The department of telecommunications (DoT) had earlier written to the regulator that termination charges be brought down to Rs 0.10 per minute and gave the declining costs and consistently increasing traffic as the basic reasons for the same. Currently termination charge stands at Rs 0.30 per minute.
The service provider from whose network a call originates pays termination charges to the service provider on whose network the call ends. For instance, a user if dials any other service providers number from a Vodafone number then Vodafone would have to pay a termination charge to the latter.
The move would prove beneficial to the new operators such as Loop Telecom, Swan Telecom and Datacom since the bulk of traffic originating on their subscriber base would be terminating on the incumbent operators such as Airtel and Vodafones network since the former would have lesser network than the latter.
DoT had also asked the regulator to review the reduction in the termination charges on a priority basis. Stating that the termination charges are a function of traffic hence high increase must necessarily result in declining termination charges the DoT had sought to make the termination charges more cost-based and in tandem with the current market conditions. In fact the state- run, BSNL had represented to the DoT that less cost and increase in the traffic justify a downward revision of the mobile termination charges and had suggested the reduction of ceiling to Rs 0.10.
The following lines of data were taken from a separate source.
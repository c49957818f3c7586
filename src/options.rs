//! Editor configuration.

use stylecodec::serializer::SerializeOptions;

use crate::error::{EditError, Result};

/// Options for a [`CssEdit`](crate::CssEdit) session.
///
/// ```rust
/// use cssedit::EditorOptions;
///
/// let options = EditorOptions::default().with_internal_prefix("ed-").unwrap();
/// assert_eq!(options.marker(), ".ed-");
/// assert_eq!(options.selected_class(), "ed-editable-selected");
///
/// assert!(EditorOptions::default().with_internal_prefix("").is_err());
/// ```
#[derive(Debug, Clone, PartialEq, Eq)]
pub struct EditorOptions {
    internal_prefix: String,
    /// Shadow drawn around every editable object.
    pub editable_shadow: String,
    /// Shadow layer drawn around the selected object.
    pub selected_shadow: String,
    /// Largest image accepted by [`embed_image`](crate::CssEdit::embed_image).
    pub max_file_size_kb: u64,
}

impl Default for EditorOptions {
    fn default() -> Self {
        Self {
            internal_prefix: "cssedit-".to_string(),
            editable_shadow: "1px 1px 3px 2px rgba(0,0,0,0.18)".to_string(),
            selected_shadow: "0 0 1px 2px rgba(255,255,0,0.8)".to_string(),
            max_file_size_kb: 200,
        }
    }
}

impl EditorOptions {
    /// Sets the class prefix of the editor's own rules. Selectors containing
    /// `.` + prefix never enter the model.
    ///
    /// The prefix must be a non-empty run of class-name characters, otherwise
    /// the marker would match ordinary class selectors.
    pub fn with_internal_prefix(mut self, prefix: impl Into<String>) -> Result<Self> {
        let prefix = prefix.into();
        let valid = !prefix.is_empty()
            && prefix
                .chars()
                .all(|c| c.is_alphanumeric() || c == '-' || c == '_');
        if !valid {
            return Err(EditError::InvalidPrefix { prefix });
        }
        self.internal_prefix = prefix;
        Ok(self)
    }

    pub fn internal_prefix(&self) -> &str {
        &self.internal_prefix
    }

    pub fn with_editable_shadow(mut self, shadow: impl Into<String>) -> Self {
        self.editable_shadow = shadow.into();
        self
    }

    pub fn with_selected_shadow(mut self, shadow: impl Into<String>) -> Self {
        self.selected_shadow = shadow.into();
        self
    }

    pub fn with_max_file_size_kb(mut self, kb: u64) -> Self {
        self.max_file_size_kb = kb;
        self
    }

    /// Substring identifying editor-injected selectors.
    pub fn marker(&self) -> String {
        format!(".{}", self.internal_prefix)
    }

    /// Class of the selected-state companion rules.
    pub fn selected_class(&self) -> String {
        self.class("editable-selected")
    }

    pub(crate) fn class(&self, name: &str) -> String {
        format!("{}{name}", self.internal_prefix)
    }

    pub fn serialize_options(&self) -> SerializeOptions {
        SerializeOptions {
            selected_class: self.selected_class(),
            selected_shadow: self.selected_shadow.clone(),
        }
    }
}

#[cfg(test)]
mod tests {
    use super::*;

    #[test]
    fn test_defaults_match_codec_defaults() {
        let options = EditorOptions::default();
        assert_eq!(options.marker(), stylecodec::parser::DEFAULT_MARKER);
        assert_eq!(options.serialize_options(), SerializeOptions::default());
    }

    #[test]
    fn test_builders() {
        let options = EditorOptions::default()
            .with_selected_shadow("0 0 1px red")
            .with_editable_shadow("1px 1px blue")
            .with_max_file_size_kb(8);
        assert_eq!(options.serialize_options().selected_shadow, "0 0 1px red");
        assert_eq!(options.editable_shadow, "1px 1px blue");
        assert_eq!(options.max_file_size_kb, 8);
    }

    #[test]
    fn test_prefix_must_be_a_class_name_run() {
        for bad in ["", " ", "a b", "x.", "#id-"] {
            assert_eq!(
                EditorOptions::default().with_internal_prefix(bad),
                Err(EditError::InvalidPrefix { prefix: bad.into() }),
                "{bad:?}"
            );
        }
        let options = EditorOptions::default().with_internal_prefix("ed_2-").unwrap();
        assert_eq!(options.internal_prefix(), "ed_2-");
    }
}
The regulator had fixed termination charges for both fixed and mobile services at the same rate of Rs 0.30 in 2003 on the basis of the cost data of a couple of years submitted by various service providers then. The DoT felt that much had changed since then; competition had increased, traffic had multiplied several times and investments in infrastructure were also being ramped up. Which coupled together made a strong case for reduction in the ceiling.
However, while initiating a pre-consultation process with the operators, Trai had said that the entire exercise is a complex, time consuming one requiring a total review of the IUC regime.